Post-Anthropocentic integration
Art by Imperial Boy: http://www.iamag.co/features/the-art-of-imperial-boy; http://tksn.sakura.ne.jp/
The idea to return to pre-modern times, or even to hunter-gatherer modes of living, might be aspirational for some. I am more fascinated by how to integrate these ancient modes into the contemporary. I sympathize with the idea of metamodernism or integral theory to develop new ways by taking the best out of each former way. I have a strong desire to study human entanglements with nonhuman agencies. The underlying question that this leads back to is
“What is our place in this world?”
Through years of research, I discovered that such fundamental questions can never be answered.

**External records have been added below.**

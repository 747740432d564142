//! RGBA to luminance conversion.
//!
//! Two transforms are provided:
//! - **Perceptual** - ITU-R BT.601 weights on the raw 8-bit channels. This
//!   drives every rendering stage.
//! - **Linear** - sRGB decoding followed by Rec. 709 weights, for callers that
//!   need physically meaningful light values (reflectance/illumination work).

/// Bytes per pixel in an RGBA buffer.
pub const CHANNELS: usize = 4;

/// Invert the RGB channels of an RGBA buffer in place.
///
/// Alpha is left untouched.
pub fn invert_rgb(pixels: &mut [u8]) {
    for px in pixels.chunks_exact_mut(CHANNELS) {
        px[0] = 255 - px[0];
        px[1] = 255 - px[1];
        px[2] = 255 - px[2];
    }
}

/// Perceptual luminance of a single pixel, in [0, 255].
///
/// Y = 0.299*R + 0.587*G + 0.114*B
#[inline]
pub fn luma(r: u8, g: u8, b: u8) -> f32 {
    0.299 * r as f32 + 0.587 * g as f32 + 0.114 * b as f32
}

/// Convert an RGBA buffer to a perceptual luminance field in [0, 255].
///
/// # Arguments
/// * `pixels` - RGBA pixel data (4 bytes per pixel, row-major)
///
/// # Returns
/// One luminance sample per pixel
pub fn to_luminance(pixels: &[u8]) -> Vec<f32> {
    pixels
        .chunks_exact(CHANNELS)
        .map(|px| luma(px[0], px[1], px[2]))
        .collect()
}

/// Round a luminance field to 8-bit intensities.
pub fn quantize(field: &[f32]) -> Vec<u8> {
    field
        .iter()
        .map(|&v| v.round().clamp(0.0, 255.0) as u8)
        .collect()
}

/// Decode an 8-bit sRGB channel to linear light in [0, 1].
#[inline]
pub fn srgb_to_linear(c: u8) -> f32 {
    let c = c as f32 / 255.0;
    if c <= 0.04045 {
        c / 12.92
    } else {
        ((c + 0.055) / 1.055).powf(2.4)
    }
}

/// Convert an RGBA buffer to linear-light luminance in [0, 1].
///
/// Channels are sRGB-decoded before the Rec. 709 weights
/// (0.2126, 0.7152, 0.0722) are applied.
pub fn to_linear_luminance(pixels: &[u8]) -> Vec<f32> {
    pixels
        .chunks_exact(CHANNELS)
        .map(|px| {
            0.2126 * srgb_to_linear(px[0])
                + 0.7152 * srgb_to_linear(px[1])
                + 0.0722 * srgb_to_linear(px[2])
        })
        .collect()
}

Instead, they become a living question, a living being, by themselves, accompanying us along the way; like a hyperobject, as Timothy Morton puts it, it is impossible to grasp fully. It’s touched by being untouchable. To me, this is the cosmic joke. A natural law of the universe: now you see me, now you don’t.
The probiotic planet then is a momentarily answer to this question.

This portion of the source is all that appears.